Surgery for Chronic Pain: Trigeminal neuralgia


Trigeminal neuralgia (V cranial nerve) is a type of pathology characterised by episodes of intense pain in the eyes, ears, nose, forehead, cheeks, mouth, jaw and side of the face. The pain is so intense that in the past when there was no treatment it was even called suicide disease.

Signs and symptoms

The main symptom is episodes of intense, sudden onset shooting pain. Sometimes the pain crisis is triggered by an outside factor: chewing, eating something cold, touching the face, etc.

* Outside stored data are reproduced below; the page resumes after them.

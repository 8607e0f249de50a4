use std::path::{Path, PathBuf};
use std::sync::Arc;

use anyhow::{Context, Result};
use clap::{Args, Parser, Subcommand};
use colored::Colorize;
use serde::Serialize;
use tracing::info;
use uuid::Uuid;

use chunkscope::chunking::density::{combined_densities, DensityParams};
use chunkscope::chunking::fixed::chunk_string_with_overlap;
use chunkscope::chunking::select::{select_max_metric_chunks, GapPolicy};
use chunkscope::chunking::sentences::{split_and_reconstitute, SentenceWindowParams};
use chunkscope::config::{Config, EmbedderBackend};
use chunkscope::corpus;
use chunkscope::embedding::{self, AzureEmbedder, Embedder, OnnxEmbedder};
use chunkscope::eval::{self, AnswerMetric, AnswerSimilarity, ContextOverlap};
use chunkscope::llm::AzureChatModel;
use chunkscope::output::terminal;
use chunkscope::rag::{self, ChunkRecord, InMemoryIndex};
use chunkscope::text::UnicodeSplitter;
use chunkscope::topics::discovery::{embed_topics, TfIdfExtractor};
use chunkscope::topics::labels::label_topics;
use chunkscope::topics::similarity::{rank_chunks, DEFAULT_EMBED_BATCH};
use chunkscope::topics::traits::TopicExtractor;
use chunkscope::topics::TopicSet;

/// chunkscope: topic-density chunking and RAG chunking-strategy evaluation.
///
/// Chunks a corpus by fixed word windows or by topical density, generates
/// synthetic QA sets, and scores retrieval-augmented answers.
#[derive(Parser)]
#[command(name = "chunkscope", version, about)]
struct Cli {
    #[command(subcommand)]
    command: Commands,
}

/// Where the documents come from.
#[derive(Args)]
struct CorpusArgs {
    /// CSV file holding the documents
    #[arg(long)]
    input: PathBuf,

    /// Text column to read (ignored with --reviews)
    #[arg(long, default_value = "text")]
    column: String,

    /// Treat the input as a reviews CSV and build "Title: ..; Content: .." texts
    #[arg(long)]
    reviews: bool,

    /// Number of reviews to sample (with --reviews)
    #[arg(long, default_value = "1000")]
    sample_size: usize,

    /// Sampling seed (with --reviews)
    #[arg(long, default_value = "42")]
    seed: u64,

    /// Drop documents whose word count is above this percentile (0-1)
    #[arg(long)]
    max_percentile: Option<f64>,

    /// Strip \usepackage{...} directives from every document
    #[arg(long)]
    strip_latex: bool,
}
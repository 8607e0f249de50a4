// Fixed-size word windows with overlap: the baseline chunking strategy.

use crate::error::{ChunkError, Result};

/// Chunk `input_text` into windows of `chunk_length` whitespace-separated
/// words, each sharing `overlap` words with the next.
///
/// Window starts are `0, step, 2*step, ...` (step = `chunk_length - overlap`)
/// while the start is below `word_count - overlap`, so the final window may be
/// shorter than `chunk_length`.
pub fn chunk_string_with_overlap(
    input_text: &str,
    chunk_length: usize,
    overlap: usize,
) -> Result<Vec<String>> {
    if chunk_length < 1 {
        return Err(ChunkError::invalid("chunk_length must be at least one"));
    }
    if overlap >= chunk_length {
        return Err(ChunkError::invalid(format!(
            "overlap ({overlap}) must be less than chunk_length ({chunk_length})"
        )));
    }

    let words: Vec<&str> = input_text.split_whitespace().collect();
    let step = chunk_length - overlap;
    let limit = words.len().saturating_sub(overlap);

    Ok((0..limit)
        .step_by(step)
        .map(|i| words[i..(i + chunk_length).min(words.len())].join(" "))
        .collect())
}
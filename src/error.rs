// Domain error types.
//
// Two families: ChunkError for anything the caller got wrong (bad parameters,
// missing columns, incomplete topic sets) and ServiceError for failures in the
// external collaborators (language model, embedding model). Glue code and the
// CLI wrap both in anyhow with context.

use thiserror::Error;

#[derive(Error, Debug)]
pub enum ChunkError {
    #[error("invalid input: {0}")]
    InputValidation(String),

    #[error(
        "coverage gap in document {doc_id}: no chunk starts at {expected_start} \
         (covered up to {covered_to} of {max_end})"
    )]
    CoverageGap {
        doc_id: String,
        expected_start: usize,
        covered_to: usize,
        max_end: usize,
    },

    #[error(transparent)]
    Service(#[from] ServiceError),
}

impl ChunkError {
    pub fn invalid(msg: impl Into<String>) -> Self {
        ChunkError::InputValidation(msg.into())
    }
}

/// Failure of a language-model or embedding call.
#[derive(Error, Debug)]
pub enum ServiceError {
    #[error("content filter triggered for prompt")]
    ContentFiltered,

    #[error("no content was returned")]
    EmptyResponse,

    #[error("HTTP request failed: {0}")]
    Http(#[from] reqwest::Error),

    #[error("service returned {status}: {body}")]
    Status { status: u16, body: String },

    #[error("failed to decode response: {0}")]
    Decode(String),

    #[error("model error: {0}")]
    Model(String),
}

pub type Result<T> = std::result::Result<T, ChunkError>;
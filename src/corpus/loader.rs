// CSV corpus loading.
//
// The reviews loader reads the Amazon fine-food reviews layout, keeps a seeded
// random sample of data rows (in file order), drops incomplete rows, and
// builds the `combined` text that downstream chunking and QA generation use.

use std::path::Path;

use anyhow::Context;
use rand::rngs::StdRng;
use rand::SeedableRng;
use serde::{Deserialize, Serialize};
use tracing::info;

use crate::error::ChunkError;

/// One review with its combined title/content text.
#[derive(Debug, Clone, PartialEq, Serialize)]
pub struct Review {
    pub time: i64,
    pub product_id: String,
    pub user_id: String,
    pub score: i64,
    pub summary: String,
    pub text: String,
    pub combined: String,
}

#[derive(Debug, Deserialize)]
struct RawReview {
    #[serde(rename = "Time", default, deserialize_with = "csv::invalid_option")]
    time: Option<i64>,
    #[serde(rename = "ProductId", default)]
    product_id: Option<String>,
    #[serde(rename = "UserId", default)]
    user_id: Option<String>,
    #[serde(rename = "Score", default, deserialize_with = "csv::invalid_option")]
    score: Option<i64>,
    #[serde(rename = "Summary", default)]
    summary: Option<String>,
    #[serde(rename = "Text", default)]
    text: Option<String>,
}

const REVIEW_COLUMNS: [&str; 6] = ["Time", "ProductId", "UserId", "Score", "Summary", "Text"];

impl RawReview {
    /// None when any required field is missing or blank.
    fn complete(self) -> Option<Review> {
        let non_blank = |s: Option<String>| s.filter(|v| !v.trim().is_empty());
        let summary = non_blank(self.summary)?;
        let text = non_blank(self.text)?;
        Some(Review {
            time: self.time?,
            product_id: non_blank(self.product_id)?,
            user_id: non_blank(self.user_id)?,
            score: self.score?,
            combined: format!("Title: {}; Content: {}", summary.trim(), text.trim()),
            summary,
            text,
        })
    }
}

/// Load a seeded random sample of `sample_size` reviews from `path`.
///
/// Sampling happens over data rows before incomplete rows are dropped, so the
/// result can hold fewer than `sample_size` reviews. The same seed always
/// selects the same rows.
pub fn load_and_sample(path: &Path, sample_size: usize, seed: u64) -> anyhow::Result<Vec<Review>> {
    let mut reader = csv::Reader::from_path(path)
        .with_context(|| format!("Failed to open corpus {}", path.display()))?;

    let headers = reader.headers()?.clone();
    for column in REVIEW_COLUMNS {
        if !headers.iter().any(|h| h == column) {
            return Err(ChunkError::invalid(format!(
                "{} has no '{}' column",
                path.display(),
                column
            ))
            .into());
        }
    }

    let rows: Vec<RawReview> = reader
        .deserialize()
        .collect::<std::result::Result<_, _>>()
        .with_context(|| format!("Failed to parse corpus {}", path.display()))?;
    let total = rows.len();

    let mut keep = sample_indices(total, sample_size, seed);
    keep.sort_unstable();

    let mut rows: Vec<Option<RawReview>> = rows.into_iter().map(Some).collect();
    let reviews: Vec<Review> = keep
        .into_iter()
        .filter_map(|i| rows[i].take().and_then(RawReview::complete))
        .collect();

    info!(
        path = %path.display(),
        rows = total,
        sampled = sample_size.min(total),
        kept = reviews.len(),
        seed,
        "Loaded review sample"
    );

    Ok(reviews)
}

/// `amount` distinct indices in `0..total` (all of them when `amount >= total`).
fn sample_indices(total: usize, amount: usize, seed: u64) -> Vec<usize> {
    if amount >= total {
        return (0..total).collect();
    }
    let mut rng = StdRng::seed_from_u64(seed);
    rand::seq::index::sample(&mut rng, total, amount).into_vec()
}

/// Read one text column from a CSV file. Blank cells are skipped.
pub fn load_text_column(path: &Path, column: &str) -> anyhow::Result<Vec<String>> {
    let mut reader = csv::Reader::from_path(path)
        .with_context(|| format!("Failed to open {}", path.display()))?;

    let position = reader
        .headers()?
        .iter()
        .position(|h| h == column)
        .ok_or_else(|| ChunkError::invalid(format!("{} has no '{}' column", path.display(), column)))?;

    let mut texts = Vec::new();
    for record in reader.records() {
        let record = record.with_context(|| format!("Failed to read {}", path.display()))?;
        if let Some(value) = record.get(position).filter(|v| !v.trim().is_empty()) {
            texts.push(value.to_string());
        }
    }

    info!(path = %path.display(), column, rows = texts.len(), "Loaded text column");
    Ok(texts)
}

It is a very intense unilateral shooting pain, without any forewarning and mainly affects the second and third branches of the trigeminal nerve. Outbreaks lasting 1 or 2 minutes, often variable.


The main diagnosis is clinical but it is essential to perform imaging tests (magnetic resonance imaging) to reject any cause that is irritating the nerve.

There are two forms of Trigeminal neuralgia: Primary or secondary. Primary forms are the most frequent. There is no cause (illness) to explain the pain, nevertheless in the majority of cases the underlying cause (even though not visible on cerebral resonance) is vascular compression of the trigeminal nerve at the point where it leaves the brain stem. Secondary forms may be: Brain tumours in the cerebellopontine angle, patients with multiple sclerosis.

In the event of secondary forms, the cause must be treated first, and in cases of multiple sclerosis it is possible to offer some of the treatments available for primary forms of trigeminal neuralgia.


The drugs used to improve trigeminal neuralgia usually have considerable side effects and this must be considered when deciding to opt or not for a surgical alternative.

Treatment varies depending on the type of neuralgia and the results of complementary tests. In general there are three treatments:

  1. Pharmacological treatment where carbamazepine is the most frequently prescribed medication.
  2. Percutaneous techniques: an injection that attempts to anaesthetise the nerve so that it ceases to cause pain.
    The most common solutions are the Mullan technique (using a Fogarty balloon to compress Gasser’s Ganglion) and radiofrequency applied to Gasser’s ganglion. Both techniques are simple and with a low complication rate. In the case of the Mullan Technique, a general anaesthetic is used, whereas applying radiofrequency to Gasser’s ganglion only requires sedation and local anaesthesia. The probability of success is the same for both techniques. The probability of improvement is 75%
  3. 3. The Jannetta Technique (microvascular decompression surgery) is cranial surgery, with craniotomy and under a general anaesthetic. In a large percentage of cases the cause of the neuralgia is vascular compression. Decompression resolves or minimises the pain caused by irritation of the nerve. The success rate is 95%. There may be complications. The surgery consists of separating the vessel (generally an artery) that presses on and irritates the trigeminal nerve. Decompression resolves or minimises the pain caused by irritation of the nerve.